WV Highland Conservancy

CONSERVANCY SHIFTS POLICY ON WIND ENERGY

The West Virginia Highlands Conservancy Board of Directors has made a significant shift in its policy on wind energy projects. Instead of focusing only on a proposed project’s impact upon the natural environment, the policy now will broaden the focus to include consideration of the role of the wind energy in overall energy policy.  This shift appears in the policy adopted at the April 20 Board meeting: The West Virginia Highlands Conservancy opposes all large, utility scale wind energy projects in West Virginia unless it is demonstrated that the power to be produced by the project would replace power which otherwise would be generated through the burning of coal.
Previous policy had focused on such things as aesthetic values, danger to birds and bats, etc. That policy had been influenced by the unspoken assumption that electricity produced by wind farms would, at least to some extent, replace electricity produced by the burning of coal.
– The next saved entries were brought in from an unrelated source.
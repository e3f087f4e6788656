//! Config command implementations.
//!
//! This module implements the `termglow config` subcommands for managing
//! configuration without editing TOML directly.

use std::path::Path;

use crate::config::{
    metadata::{self, KeyMetadata},
    FieldError, GlowConfig,
};

/// Result type for config command operations.
pub type ConfigCommandResult = Result<(), ConfigCommandError>;

/// Error type for config command operations.
#[derive(Debug, thiserror::Error)]
pub enum ConfigCommandError {
    /// A key or value was rejected.
    #[error("{0}")]
    FieldError(#[from] FieldError),

    /// The config file could not be read or written.
    #[error("Config error: {0}")]
    ConfigError(#[from] crate::config::ConfigError),

    /// The section name is not one of the config sections.
    #[error("Unknown section: {0}")]
    UnknownSection(String),
}

/// Show all config values in a human-readable format.
pub fn config_show(path: Option<&Path>, section_filter: Option<&str>) -> ConfigCommandResult {
    let config = GlowConfig::load(path)?;

    let sections: Vec<&str> = match section_filter {
        Some(filter) if GlowConfig::fields_for_section(filter).is_some() => vec![filter],
        Some(filter) => return Err(ConfigCommandError::UnknownSection(filter.into())),
        None => GlowConfig::section_names().to_vec(),
    };

    println!("\x1b[1m=== termglow config ===\x1b[0m");
    println!();
    for section in sections {
        println!("\x1b[36m{section}\x1b[0m");
        if let Some(fields) = GlowConfig::fields_for_section(section) {
            for field in fields {
                let path = format!("{section}.{field}");
                let value = config.get_by_path(&path).unwrap_or_else(|_| "?".into());
                println!("  {field:<24} {value}");
            }
        }
        println!();
    }

    Ok(())
}

/// Get a specific config value.
pub fn config_get(path: Option<&Path>, key: &str) -> ConfigCommandResult {
    let config = GlowConfig::load(path)?;
    let value = config.get_by_path(key)?;
    println!("{value}");
    Ok(())
}

/// Set a config value and save the file.
pub fn config_set(path: Option<&Path>, key: &str, value: &str) -> ConfigCommandResult {
    let mut config = GlowConfig::load(path)?;
    let old_value = config.get_by_path(key).ok();

    config.set_by_path(key, value)?;
    config.save(path)?;

    let new_value = config.get_by_path(key)?;
    match old_value {
        Some(old) if old != new_value => println!("\x1b[32m✓\x1b[0m {key}: {old} → {new_value}"),
        Some(_) => println!("\x1b[33m⚠\x1b[0m {key} unchanged: {new_value}"),
        None => println!("\x1b[32m✓\x1b[0m {key} = {new_value}"),
    }

    Ok(())
}

/// Reset a key, or every key of a section, to its default and save.
pub fn config_unset(path: Option<&Path>, key: &str) -> ConfigCommandResult {
    let mut config = GlowConfig::load(path)?;

    if let Some(fields) = GlowConfig::fields_for_section(key) {
        for field in fields {
            config.reset_field(&format!("{key}.{field}"))?;
        }
        config.save(path)?;
        println!("\x1b[32m✓\x1b[0m Reset section '{key}' to defaults");
        return Ok(());
    }

    if !key.contains('.') {
        return Err(ConfigCommandError::UnknownSection(key.into()));
    }
    config.reset_field(key)?;
    config.save(path)?;
    let new_value = config.get_by_path(key)?;
    println!("\x1b[32m✓\x1b[0m Reset {key} to default: {new_value}");
    Ok(())
}

/// Show documentation for config keys.
pub fn config_explain(path: Option<&Path>, key: Option<&str>) -> ConfigCommandResult {
    match key {
        Some(k) => explain_key(path, k),
        None => explain_all(),
    }
}

fn explain_key(path: Option<&Path>, key: &str) -> ConfigCommandResult {
    if let Some(meta) = metadata::get_metadata(key) {
        print_key_help(path, meta);
        return Ok(());
    }

    if GlowConfig::fields_for_section(key).is_some() {
        println!("\x1b[1m{key}\x1b[0m section");
        println!();
        for meta in metadata::keys_for_section(key) {
            let field = meta
                .key
                .strip_prefix(&format!("{key}."))
                .unwrap_or(meta.key);
            println!("  \x1b[36m{field}\x1b[0m");
            println!("    {}", first_sentence(meta.description));
            println!();
        }
        return Ok(());
    }

    let matches = metadata::search_keys(key);
    if matches.is_empty() {
        eprintln!("\x1b[31mUnknown key:\x1b[0m {key}");
        eprintln!("Run \x1b[36mtermglow config explain\x1b[0m to see all available keys.");
        return Err(FieldError::UnknownKey(key.into()).into());
    }

    println!("\x1b[33mDid you mean:\x1b[0m");
    for meta in matches.iter().take(5) {
        println!("  {}", meta.key);
    }
    Ok(())
}

fn explain_all() -> ConfigCommandResult {
    println!("\x1b[1m=== termglow config keys ===\x1b[0m");
    println!();
    println!("Use \x1b[36mtermglow config explain <key>\x1b[0m for details.");
    println!();

    for &section in GlowConfig::section_names() {
        println!("\x1b[1m{section}\x1b[0m");
        for meta in metadata::keys_for_section(section) {
            let field = meta
                .key
                .strip_prefix(&format!("{section}."))
                .unwrap_or(meta.key);
            println!("  \x1b[36m{field}\x1b[0m");
            println!("    {}", first_sentence(meta.description));
        }
        println!();
    }

    Ok(())
}

/// Text up to and including the first full stop that ends a sentence.
fn first_sentence(text: &str) -> &str {
    text.find(". ").map_or(text, |end| &text[..=end])
}

fn print_key_help(path: Option<&Path>, meta: &KeyMetadata) {
    let current = GlowConfig::load(path)
        .ok()
        .and_then(|c| c.get_by_path(meta.key).ok());

    println!("\x1b[1m{}\x1b[0m", meta.key);
    println!();
    println!("  {}", meta.description);
    println!();
    println!("  \x1b[2mType:\x1b[0m     {}", meta.value_type);
    println!("  \x1b[2mDefault:\x1b[0m  {}", meta.default);
    if let Some(curr) = current {
        if curr == meta.default {
            println!("  \x1b[2mCurrent:\x1b[0m  {curr} \x1b[2m(default)\x1b[0m");
        } else {
            println!("  \x1b[2mCurrent:\x1b[0m  \x1b[33m{curr}\x1b[0m");
        }
    }
    println!();
    println!("  \x1b[2mExamples:\x1b[0m");
    for example in meta.examples {
        println!("    termglow config set {} {}", meta.key, example);
    }
}

/// List all valid config keys.
pub fn config_keys() -> ConfigCommandResult {
    for key in GlowConfig::all_keys() {
        println!("{key}");
    }
    Ok(())
}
Recently, enough doubt has been cast on that proposition so that it can no longer be taken for granted.
Any energy production has a social and environmental cost. Wind farms can damage scenic views, kill birds and bats, diminish property values, and fragment forests. The mining, transportation, and burning of coal can damage or destroy streams, cause blasting damage, pollute the air, obliterate forests, and endanger the lives and health of miners and nearby residents. Production of energy by other means may be more benign or less so but there is always some cost.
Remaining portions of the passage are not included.